Background Pneumocystis jirovecii pneumonia (PJP) remains a cause of mortality in HIV-negative patients. The clinical benefit of adjuvant corticosteroids in these patients is uncertain. This study aimed to determine if corticosteroids reduced mortality in a cohort of HIV-negative PJP patients. Methods We examined a retrospective case series of patients diagnosed with PJP at the University of Colorado Hospital between 1995-2019. Data were collected in 71 PJP-infected patients. Twenty-eight patients were HIV-negative, and 43 were infected with HIV. We performed bivariate and forward, stepwise multivariable logistic regressions to identify mortality predictors. Results Common underlying conditions in HIV-negative patients were hematologic malignancies (28.6%), autoimmune disorders (25.9%), or solid organ transplantation (10.7%). HIV-negative patients had higher rates and duration of mechanical ventilation and ICU stay. Survival was significantly increased in HIV-negative patients receiving adjuvant corticosteroids, with 100% mortality in patients not receiving corticosteroids vs 60% mortality in patients receiving corticosteroids (p=0.034).
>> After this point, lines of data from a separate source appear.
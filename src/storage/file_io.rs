//! Reading and writing the JSON files the tracker keeps on disk
//!
//! Two files are JSON: the local storage map holding every user's expenses
//! and the settings file. A missing or blank file reads as the type's
//! default, the way a fresh browser profile has empty local storage. Writes
//! go to a sibling temp file that is synced and then renamed over the target.

use std::ffi::OsString;
use std::fmt;
use std::fs::{self, File};
use std::io::{self, BufWriter, Write};
use std::path::{Path, PathBuf};

use serde::{de::DeserializeOwned, Serialize};

use crate::error::ExpenseError;

/// Which JSON file is being read or written; decides error wording and kind
#[derive(Debug, Clone, Copy, PartialEq, Eq)]
pub enum JsonFile {
    /// The key-value map of usernames to expense lists
    LocalStorage,
    /// The user's settings
    Settings,
}

impl JsonFile {
    fn io_error(self, message: String) -> ExpenseError {
        match self {
            Self::LocalStorage => ExpenseError::Storage(message),
            Self::Settings => ExpenseError::Io(message),
        }
    }

    fn corrupt_error(self, message: String) -> ExpenseError {
        match self {
            Self::LocalStorage => ExpenseError::Storage(message),
            Self::Settings => ExpenseError::Config(message),
        }
    }
}

impl fmt::Display for JsonFile {
    fn fmt(&self, f: &mut fmt::Formatter<'_>) -> fmt::Result {
        match self {
            Self::LocalStorage => write!(f, "local storage"),
            Self::Settings => write!(f, "settings file"),
        }
    }
}

/// Load `file` from `path`, or `T::default()` when it is missing or blank
pub fn load_or_default<T>(path: &Path, file: JsonFile) -> Result<T, ExpenseError>
where
    T: DeserializeOwned + Default,
{
    let contents = match fs::read_to_string(path) {
        Ok(contents) => contents,
        Err(e) if e.kind() == io::ErrorKind::NotFound => return Ok(T::default()),
        Err(e) => {
            return Err(file.io_error(format!(
                "Failed to read {} at {}: {}",
                file,
                path.display(),
                e
            )))
        }
    };

    if contents.trim().is_empty() {
        return Ok(T::default());
    }

    serde_json::from_str(&contents).map_err(|e| {
        file.corrupt_error(format!("Corrupt {} at {}: {}", file, path.display(), e))
    })
}

/// Replace `file` at `path` with `data`
///
/// Either the old or the new contents survive a crash mid-write.
pub fn save_atomic<T>(path: &Path, file: JsonFile, data: &T) -> Result<(), ExpenseError>
where
    T: Serialize,
{
    let fail = |action: &str, e: &dyn fmt::Display| {
        file.io_error(format!(
            "Failed to {} {} at {}: {}",
            action,
            file,
            path.display(),
            e
        ))
    };

    if let Some(parent) = path.parent() {
        fs::create_dir_all(parent).map_err(|e| fail("create the directory for", &e))?;
    }

    let temp_path = temp_path(path);
    let written = File::create(&temp_path)
        .map_err(|e| fail("create a temp file for", &e))
        .and_then(|handle| {
            let mut writer = BufWriter::new(handle);
            serde_json::to_writer_pretty(&mut writer, data)
                .map_err(|e| fail("serialize", &e))?;
            writer.flush().map_err(|e| fail("flush", &e))?;
            writer.get_ref().sync_all().map_err(|e| fail("sync", &e))
        })
        .and_then(|()| fs::rename(&temp_path, path).map_err(|e| fail("replace", &e)));

    if written.is_err() {
        let _ = fs::remove_file(&temp_path);
    }
    written
}

/// `local_storage.json` is staged as `local_storage.json.tmp` in the same directory
fn temp_path(path: &Path) -> PathBuf {
    let mut name = path
        .file_name()
        .map(OsString::from)
        .unwrap_or_else(|| OsString::from("data"));
    name.push(".tmp");
    path.with_file_name(name)
}
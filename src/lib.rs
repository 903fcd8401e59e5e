//! Expense Tracker - terminal-based personal expense tracking
//!
//! This library provides the core functionality for the expense tracker:
//! per-user expense lists with add, edit and delete, a month-grouped view
//! and a running total. Data for every user lives in one JSON map keyed by
//! username.
//!
//! # Architecture
//!
//! The crate is organized into the following modules:
//!
//! - `config`: Configuration and path management
//! - `error`: Custom error types
//! - `models`: Core data models (expenses, money, months)
//! - `storage`: JSON file storage layer
//! - `services`: Session and expense operations
//! - `reports`: Month-grouped summary and total line
//! - `audit`: Audit logging system
//! - `export`: CSV, JSON and YAML export
//! - `display`: Terminal formatting helpers
//! - `cli`: Command-line handlers
//! - `tui`: Interactive terminal interface
//!
//! # Example
//!
//! ```rust,ignore
//! use expense_tracker::config::{paths::ExpensePaths, settings::Settings};
//! use expense_tracker::services::{SessionService, UserType};
//! use expense_tracker::storage::Storage;
//!
//! let paths = ExpensePaths::new()?;
//! let settings = Settings::load_or_create(&paths)?;
//! let mut storage = Storage::new(paths)?;
//! storage.load_all()?;
//!
//! let session = SessionService::new(&storage).start("Alice", UserType::New)?;
//! ```

pub mod audit;
pub mod cli;
pub mod config;
pub mod display;
pub mod error;
pub mod export;
pub mod models;
pub mod reports;
pub mod services;
pub mod storage;
pub mod tui;

pub use error::{ExpenseError, ExpenseResult};
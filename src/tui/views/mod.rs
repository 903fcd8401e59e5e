//! TUI Views module
//!
//! Contains the welcome and tracker screens, the expense form panel
//! and the status bar.

pub mod expense_form;
pub mod expense_list;
pub mod status_bar;
pub mod welcome;

use ratatui::{
    layout::Rect,
    style::{Color, Modifier, Style},
    text::{Line, Span},
    widgets::{Block, Borders, Paragraph},
    Frame,
};

use super::app::{ActiveDialog, App, Screen};
use super::dialogs;
use super::layout::TrackerLayout;
use super::widgets::{error_dialog_area, ErrorDialog, NotificationWidget};
use crate::reports::format_total;

/// Render the entire application
pub fn render(frame: &mut Frame, app: &App) {
    match app.screen {
        Screen::Welcome => welcome::render(frame, app, frame.area()),
        Screen::Tracker => render_tracker(frame, app),
    }

    // Render dialog if active
    if app.has_dialog() {
        render_dialog(frame, app);
    }

    if let Some(notification) = app.notifications.current() {
        let widget = NotificationWidget::new(notification);
        let area = widget.area(frame.area());
        frame.render_widget(widget, area);
    }
}

/// Render the tracker screen
fn render_tracker(frame: &mut Frame, app: &App) {
    let layout = TrackerLayout::new(frame.area());

    render_header(frame, app, layout.header);
    expense_form::render(frame, app, layout.form);
    expense_list::render(frame, app, layout.list);
    render_total(frame, app, layout.total);
    status_bar::render(frame, app, layout.status_bar);
}

/// Greeting for the active user
fn render_header(frame: &mut Frame, app: &App, area: Rect) {
    let username = app.session.as_ref().map(|s| s.username()).unwrap_or("");

    let block = Block::default()
        .borders(Borders::ALL)
        .border_style(Style::default().fg(Color::DarkGray));

    let line = Line::from(vec![
        Span::styled(" Expense Tracker", Style::default().fg(Color::Cyan)),
        Span::raw("  "),
        Span::styled(
            format!("Welcome, {}!", username),
            Style::default()
                .fg(Color::White)
                .add_modifier(Modifier::BOLD),
        ),
    ]);

    frame.render_widget(Paragraph::new(line).block(block), area);
}

/// Running total of every expense
fn render_total(frame: &mut Frame, app: &App, area: Rect) {
    let total = app.session.as_ref().map(|s| s.total()).unwrap_or_default();

    let block = Block::default()
        .borders(Borders::ALL)
        .border_style(Style::default().fg(Color::DarkGray));

    let paragraph = Paragraph::new(format!(" {}", format_total(total, &app.settings.total_label)))
        .style(
            Style::default()
                .fg(Color::Green)
                .add_modifier(Modifier::BOLD),
        )
        .block(block);

    frame.render_widget(paragraph, area);
}

/// Render active dialog
fn render_dialog(frame: &mut Frame, app: &App) {
    match &app.active_dialog {
        ActiveDialog::Help => {
            dialogs::help::render(frame, app);
        }
        ActiveDialog::ConfirmDelete(id) => {
            let subject = app
                .session
                .as_ref()
                .and_then(|s| s.position_of(*id).and_then(|p| s.get(p)))
                .map(|e| e.to_string())
                .unwrap_or_default();
            dialogs::confirm::render(
                frame,
                "Are you sure you want to delete this expense?",
                &subject,
            );
        }
        ActiveDialog::Alert(info) => {
            let area = error_dialog_area(frame.area());
            frame.render_widget(ErrorDialog::new(info), area);
        }
        ActiveDialog::None => {}
    }
}
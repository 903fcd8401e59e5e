//! Expense display formatting
//!
//! Formats expenses and users for terminal output in detail and table views.

use tabled::settings::Style;
use tabled::{Table, Tabled};

use crate::models::Expense;
use crate::services::UserSummary;

#[derive(Tabled)]
struct UserRow {
    #[tabled(rename = "User")]
    username: String,
    #[tabled(rename = "Expenses")]
    expense_count: usize,
    #[tabled(rename = "Total")]
    total: String,
}

/// Format the stored users as a table
pub fn format_user_list(users: &[UserSummary], total_label: &str) -> String {
    if users.is_empty() {
        return "No users found.".to_string();
    }

    let rows = users.iter().map(|u| UserRow {
        username: u.username.clone(),
        expense_count: u.expense_count,
        total: u.total.format_with_currency(total_label),
    });

    Table::new(rows).with(Style::psql()).to_string()
}

/// Format a single expense's details
///
/// `position` is the zero-based list position.
pub fn format_expense_details(expense: &Expense, position: usize) -> String {
    let category = if expense.category.is_empty() {
        "(none)"
    } else {
        expense.category.as_str()
    };

    let mut output = String::new();
    output.push_str(&format!("Expense: {}\n", expense.name));
    output.push_str(&format!("  Position:  #{}\n", position + 1));
    output.push_str(&format!("  ID:        {}\n", expense.id));
    output.push_str(&format!(
        "  Amount:    {}\n",
        expense.amount.format_with_currency(&expense.currency)
    ));
    output.push_str(&format!("  Category:  {}\n", category));
    output.push_str(&format!("  Month:     {}\n", expense.month));
    output
}

#[cfg(test)]
mod tests {
    use super::*;
    use crate::models::Money;

    #[test]
    fn test_user_list_table() {
        let users = vec![
            UserSummary {
                username: "Alice".into(),
                expense_count: 2,
                total: Money::from_cents(1050),
            },
            UserSummary {
                username: "Bob".into(),
                expense_count: 0,
                total: Money::zero(),
            },
        ];

        let output = format_user_list(&users, "INR");
        assert!(output.contains("User"));
        assert!(output.contains("Alice"));
        assert!(output.contains("INR 10.50"));
        assert!(output.contains("INR 0.00"));
    }

    #[test]
    fn test_empty_user_list() {
        assert_eq!(format_user_list(&[], "INR"), "No users found.");
    }

    #[test]
    fn test_expense_details() {
        let expense = Expense::new("Coffee", Money::from_cents(500), "USD", "", "January");
        let output = format_expense_details(&expense, 2);

        assert!(output.starts_with("Expense: Coffee\n"));
        assert!(output.contains("#3"));
        assert!(output.contains("USD 5.00"));
        assert!(output.contains("(none)"));
    }
}
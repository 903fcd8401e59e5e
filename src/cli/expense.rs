//! Expense CLI commands
//!
//! Implements the add, list, edit, delete and total commands for one user.

use clap::Subcommand;

use crate::config::settings::Settings;
use crate::display::format_expense_details;
use crate::error::ExpenseResult;
use crate::reports::{format_total, MonthlySummary};
use crate::services::{ExpenseForm, ExpenseService, SessionService, UserType};
use crate::storage::Storage;

use super::confirm;

/// Expense commands
#[derive(Subcommand)]
pub enum ExpenseCommands {
    /// Add an expense
    Add {
        /// Username
        #[arg(short, long, env = "EXPENSE_USER")]
        user: String,
        /// What the money was spent on
        expense: String,
        /// Amount (e.g., "5" or "12.50")
        amount: String,
        /// Month the expense belongs to
        #[arg(short, long)]
        month: String,
        /// Currency code (default from settings)
        #[arg(long, default_value = "")]
        currency: String,
        /// Category
        #[arg(short, long, default_value = "")]
        category: String,
    },
    /// List expenses grouped by month
    List {
        /// Username
        #[arg(short, long, env = "EXPENSE_USER")]
        user: String,
        /// Show a subtotal under each month
        #[arg(short, long)]
        subtotals: bool,
    },
    /// Edit an expense
    Edit {
        /// Username
        #[arg(short, long, env = "EXPENSE_USER")]
        user: String,
        /// List position (1-based) or expense ID
        expense: String,
        /// New name
        #[arg(short, long)]
        name: Option<String>,
        /// New amount
        #[arg(short, long)]
        amount: Option<String>,
        /// New currency
        #[arg(long)]
        currency: Option<String>,
        /// New category
        #[arg(short, long)]
        category: Option<String>,
        /// New month
        #[arg(short, long)]
        month: Option<String>,
    },
    /// Delete an expense
    Delete {
        /// Username
        #[arg(short, long, env = "EXPENSE_USER")]
        user: String,
        /// List position (1-based) or expense ID
        expense: String,
        /// Skip the confirmation prompt
        #[arg(short, long)]
        yes: bool,
    },
    /// Show the total of all expenses
    Total {
        /// Username
        #[arg(short, long, env = "EXPENSE_USER")]
        user: String,
    },
}

/// Handle an expense command
pub fn handle_expense_command(
    storage: &Storage,
    settings: &Settings,
    cmd: ExpenseCommands,
) -> ExpenseResult<()> {
    let sessions = SessionService::new(storage);
    let service = ExpenseService::new(storage, settings);

    match cmd {
        ExpenseCommands::Add {
            user,
            expense,
            amount,
            month,
            currency,
            category,
        } => {
            let mut session = sessions.start(&user, UserType::Existing)?;
            let form = ExpenseForm::new(expense, amount, currency, category, month);

            let added = service.add(&mut session, &form)?;

            println!("Added expense: {}", added);
            println!("  Month: {}", added.month);
            println!("  ID: {}", added.id);
            println!("{}", format_total(session.total(), &settings.total_label));
        }

        ExpenseCommands::List { user, subtotals } => {
            let session = sessions.start(&user, UserType::Existing)?;
            let summary = MonthlySummary::generate(session.expenses());
            print!("{}", summary.format_terminal(&settings.total_label, subtotals));
        }

        ExpenseCommands::Edit {
            user,
            expense,
            name,
            amount,
            currency,
            category,
            month,
        } => {
            let mut session = sessions.start(&user, UserType::Existing)?;
            let position = session.resolve(&expense)?;

            if name.is_none()
                && amount.is_none()
                && currency.is_none()
                && category.is_none()
                && month.is_none()
            {
                println!("No changes specified. Use --name, --amount, --currency, --category or --month.");
                return Ok(());
            }

            let mut form = service.begin_edit(&mut session, position)?;
            if let Some(name) = name {
                form.name = name;
            }
            if let Some(amount) = amount {
                form.amount = amount;
            }
            if let Some(currency) = currency {
                form.currency = currency;
            }
            if let Some(category) = category {
                form.category = category;
            }
            if let Some(month) = month {
                form.month = month;
            }

            let outcome = service.submit(&mut session, &form)?;
            println!("Updated expense #{}: {}", position + 1, outcome.expense());
        }

        ExpenseCommands::Delete { user, expense, yes } => {
            let mut session = sessions.start(&user, UserType::Existing)?;
            let position = session.resolve(&expense)?;

            if !yes && settings.confirm_delete {
                if let Some(found) = session.get(position) {
                    print!("{}", format_expense_details(found, position));
                }
                if !confirm("Are you sure you want to delete this expense?")? {
                    println!("Aborted.");
                    return Ok(());
                }
            }

            let removed = service.delete(&mut session, position)?;
            println!("Deleted expense: {}", removed);
            println!("{}", format_total(session.total(), &settings.total_label));
        }

        ExpenseCommands::Total { user } => {
            let session = sessions.start(&user, UserType::Existing)?;
            println!("{}", format_total(session.total(), &settings.total_label));
        }
    }

    Ok(())
}
//! Expense form panel
//!
//! Left-hand panel of the tracker screen: name, amount and currency text
//! fields, plus category and month choices cycled with the arrow keys.

use ratatui::{
    layout::{Constraint, Direction, Layout, Rect},
    style::{Color, Modifier, Style},
    text::{Line, Span},
    widgets::{Block, Borders, Paragraph},
    Frame,
};

use crate::config::settings::Settings;
use crate::models::{current_month, MONTHS};
use crate::services::ExpenseForm;
use crate::tui::app::{App, FocusedPanel};
use crate::tui::widgets::input::TextInput;

/// Which field is currently focused in the expense form
#[derive(Debug, Clone, Copy, PartialEq, Eq, Default)]
pub enum ExpenseField {
    #[default]
    Name,
    Amount,
    Currency,
    Category,
    Month,
}

impl ExpenseField {
    /// Get the next field
    pub fn next(self) -> Self {
        match self {
            Self::Name => Self::Amount,
            Self::Amount => Self::Currency,
            Self::Currency => Self::Category,
            Self::Category => Self::Month,
            Self::Month => Self::Name,
        }
    }

    /// Get the previous field
    pub fn prev(self) -> Self {
        match self {
            Self::Name => Self::Month,
            Self::Amount => Self::Name,
            Self::Currency => Self::Amount,
            Self::Category => Self::Currency,
            Self::Month => Self::Category,
        }
    }
}

/// A fixed list of values cycled with ←/→
#[derive(Debug, Clone)]
pub struct ChoiceField {
    options: Vec<String>,
    index: usize,
}

impl ChoiceField {
    /// Create a choice over `options` with `selected` chosen
    ///
    /// A value not among the options is appended so it can be kept.
    pub fn new(options: Vec<String>, selected: &str) -> Self {
        let mut field = Self { options, index: 0 };
        field.select(selected);
        field
    }

    /// Currently chosen value
    pub fn value(&self) -> &str {
        self.options.get(self.index).map(String::as_str).unwrap_or("")
    }

    /// Choose `value`, adding it to the options if missing
    pub fn select(&mut self, value: &str) {
        match self.options.iter().position(|o| o == value) {
            Some(index) => self.index = index,
            None => {
                self.options.push(value.to_string());
                self.index = self.options.len() - 1;
            }
        }
    }

    /// Move to the next option, wrapping around
    pub fn cycle_next(&mut self) {
        if !self.options.is_empty() {
            self.index = (self.index + 1) % self.options.len();
        }
    }

    /// Move to the previous option, wrapping around
    pub fn cycle_prev(&mut self) {
        if !self.options.is_empty() {
            self.index = (self.index + self.options.len() - 1) % self.options.len();
        }
    }
}

/// State for the expense form panel
#[derive(Debug, Clone)]
pub struct ExpenseFormState {
    /// Currently focused field
    pub focused_field: ExpenseField,

    /// Name input
    pub name_input: TextInput,

    /// Amount input
    pub amount_input: TextInput,

    /// Currency input
    pub currency_input: TextInput,

    /// Category choice (empty option means none)
    pub category: ChoiceField,

    /// Month choice
    pub month: ChoiceField,

    /// Whether the form holds an expense being edited
    pub is_edit: bool,
}

impl ExpenseFormState {
    /// Create a blank form using the configured currency and categories
    pub fn new(settings: &Settings) -> Self {
        let mut categories = vec![String::new()];
        categories.extend(settings.categories.iter().cloned());

        let mut state = Self {
            focused_field: ExpenseField::Name,
            name_input: TextInput::new().label("Name").placeholder("What was it?"),
            amount_input: TextInput::new().label("Amount").placeholder("0.00"),
            currency_input: TextInput::new()
                .label("Currency")
                .placeholder(settings.default_currency.clone())
                .content(settings.default_currency.clone()),
            category: ChoiceField::new(categories, ""),
            month: ChoiceField::new(
                MONTHS.iter().map(|m| m.to_string()).collect(),
                current_month(),
            ),
            is_edit: false,
        };
        state.update_focus();
        state
    }

    /// Fill the form with an expense being edited
    pub fn load(&mut self, form: &ExpenseForm) {
        self.name_input.set_value(form.name.clone());
        self.amount_input.set_value(form.amount.clone());
        self.currency_input.set_value(form.currency.clone());
        self.category.select(&form.category);
        self.month.select(&form.month);
        self.is_edit = true;
        self.set_focus(ExpenseField::Name);
    }

    /// Current field values
    pub fn to_form(&self) -> ExpenseForm {
        ExpenseForm::new(
            self.name_input.value(),
            self.amount_input.value(),
            self.currency_input.value(),
            self.category.value(),
            self.month.value(),
        )
    }

    /// Clear name and amount, leave edit mode and return to the first field
    pub fn reset_after_submit(&mut self) {
        let mut form = self.to_form();
        form.clear_name_and_amount();
        self.name_input.set_value(form.name);
        self.amount_input.set_value(form.amount);
        self.is_edit = false;
        self.set_focus(ExpenseField::Name);
    }

    /// Move to the next field
    pub fn next_field(&mut self) {
        self.set_focus(self.focused_field.next());
    }

    /// Move to the previous field
    pub fn prev_field(&mut self) {
        self.set_focus(self.focused_field.prev());
    }

    /// Set focus to a specific field
    pub fn set_focus(&mut self, field: ExpenseField) {
        self.focused_field = field;
        self.update_focus();
    }

    fn update_focus(&mut self) {
        self.name_input.focused = self.focused_field == ExpenseField::Name;
        self.amount_input.focused = self.focused_field == ExpenseField::Amount;
        self.currency_input.focused = self.focused_field == ExpenseField::Currency;
    }

    /// The focused text input, if the focused field is a text field
    pub fn focused_input(&mut self) -> Option<&mut TextInput> {
        match self.focused_field {
            ExpenseField::Name => Some(&mut self.name_input),
            ExpenseField::Amount => Some(&mut self.amount_input),
            ExpenseField::Currency => Some(&mut self.currency_input),
            ExpenseField::Category | ExpenseField::Month => None,
        }
    }

    /// The focused choice field, if any
    pub fn focused_choice(&mut self) -> Option<&mut ChoiceField> {
        match self.focused_field {
            ExpenseField::Category => Some(&mut self.category),
            ExpenseField::Month => Some(&mut self.month),
            _ => None,
        }
    }
}

/// Render the form panel
pub fn render(frame: &mut Frame, app: &App, area: Rect) {
    let panel_focused = app.focused_panel == FocusedPanel::Form;
    let form = &app.expense_form;

    let (title, color) = if form.is_edit {
        (" Edit Expense ", Color::Magenta)
    } else {
        (" Add Expense ", Color::Cyan)
    };

    let border_color = if panel_focused { color } else { Color::DarkGray };
    let block = Block::default()
        .title(title)
        .title_style(Style::default().fg(color).add_modifier(Modifier::BOLD))
        .borders(Borders::ALL)
        .border_style(Style::default().fg(border_color));

    let inner = block.inner(area);
    frame.render_widget(block, area);

    let chunks = Layout::default()
        .direction(Direction::Vertical)
        .margin(1)
        .constraints([
            Constraint::Length(1), // Name
            Constraint::Length(1), // Amount
            Constraint::Length(1), // Currency
            Constraint::Length(1), // Category
            Constraint::Length(1), // Month
            Constraint::Length(1), // Spacer
            Constraint::Min(1),    // Hints
        ])
        .split(inner);

    let show_cursor = |input: &TextInput| {
        let mut input = input.clone();
        input.focused &= panel_focused;
        input
    };

    frame.render_widget(&show_cursor(&form.name_input), chunks[0]);
    frame.render_widget(&show_cursor(&form.amount_input), chunks[1]);
    frame.render_widget(&show_cursor(&form.currency_input), chunks[2]);

    let category = match form.category.value() {
        "" => "(none)",
        value => value,
    };
    render_choice(
        frame,
        chunks[3],
        "Category",
        category,
        panel_focused && form.focused_field == ExpenseField::Category,
    );
    render_choice(
        frame,
        chunks[4],
        "Month",
        form.month.value(),
        panel_focused && form.focused_field == ExpenseField::Month,
    );

    let submit_label = if form.is_edit { " Update  " } else { " Add  " };
    let mut hints = vec![
        Span::styled("[Enter]", Style::default().fg(Color::Green)),
        Span::raw(submit_label),
        Span::styled("[↑/↓]", Style::default().fg(Color::Yellow)),
        Span::raw(" Field  "),
    ];
    if form.is_edit {
        hints.push(Span::styled("[Esc]", Style::default().fg(Color::Red)));
        hints.push(Span::raw(" Cancel edit"));
    }
    frame.render_widget(Paragraph::new(Line::from(hints)), chunks[6]);
}

fn render_choice(frame: &mut Frame, area: Rect, label: &str, value: &str, focused: bool) {
    let label_style = if focused {
        Style::default()
            .fg(Color::Cyan)
            .add_modifier(Modifier::BOLD)
    } else {
        Style::default().fg(Color::Cyan)
    };

    let mut spans = vec![Span::styled(format!("{:>10}: ", label), label_style)];
    if focused {
        spans.push(Span::styled("◀ ", Style::default().fg(Color::Cyan)));
        spans.push(Span::styled(
            value.to_string(),
            Style::default().fg(Color::White).add_modifier(Modifier::BOLD),
        ));
        spans.push(Span::styled(" ▶", Style::default().fg(Color::Cyan)));
    } else {
        spans.push(Span::styled(value.to_string(), Style::default().fg(Color::Yellow)));
    }

    frame.render_widget(Paragraph::new(Line::from(spans)), area);
}

#[cfg(test)]
mod tests {
    use super::*;

    #[test]
    fn test_new_form_defaults() {
        let state = ExpenseFormState::new(&Settings::default());
        let form = state.to_form();

        assert_eq!(form.currency, "INR");
        assert_eq!(form.category, "");
        assert_eq!(form.month, current_month());
        assert!(!state.is_edit);
    }

    #[test]
    fn test_choice_cycles_and_wraps() {
        let mut choice = ChoiceField::new(vec!["a".into(), "b".into()], "b");
        choice.cycle_next();
        assert_eq!(choice.value(), "a");
        choice.cycle_prev();
        assert_eq!(choice.value(), "b");
    }

    #[test]
    fn test_unknown_choice_is_kept() {
        let mut choice = ChoiceField::new(vec!["Food".into()], "Food");
        choice.select("Gifts");
        assert_eq!(choice.value(), "Gifts");
    }

    #[test]
    fn test_load_and_reset() {
        let mut state = ExpenseFormState::new(&Settings::default());
        state.load(&ExpenseForm::new("Coffee", "5.00", "USD", "Food", "Jan"));

        assert!(state.is_edit);
        assert_eq!(
            state.to_form(),
            ExpenseForm::new("Coffee", "5.00", "USD", "Food", "Jan")
        );

        state.reset_after_submit();
        let form = state.to_form();
        assert!(!state.is_edit);
        assert!(form.name.is_empty());
        assert!(form.amount.is_empty());
        assert_eq!(form.currency, "USD");
        assert_eq!(form.month, "Jan");
    }

    #[test]
    fn test_field_navigation() {
        let mut state = ExpenseFormState::new(&Settings::default());
        state.prev_field();
        assert_eq!(state.focused_field, ExpenseField::Month);
        assert!(state.focused_input().is_none());
        assert!(state.focused_choice().is_some());

        state.next_field();
        assert!(state.name_input.focused);
    }
}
In an adjusted multivariable model, no adjuvant corticosteroids use was associated with higher mortality (OR 13.5, 95% CI: 1.1-158.5, p= 0.039) regardless of HIV status. Conclusions We found substantial mortality among HIV-negative patients with PJP and adjuvant corticosteroid use was associated with decreased mortality. Response to corticosteroids is best established in HIV infected patients, but emerging reports suggest a similar beneficial response in PJP patients without HIV infection. Further prospective studies may establish a more definitive role of corticosteroid addition among HIV-negative patients with PJP.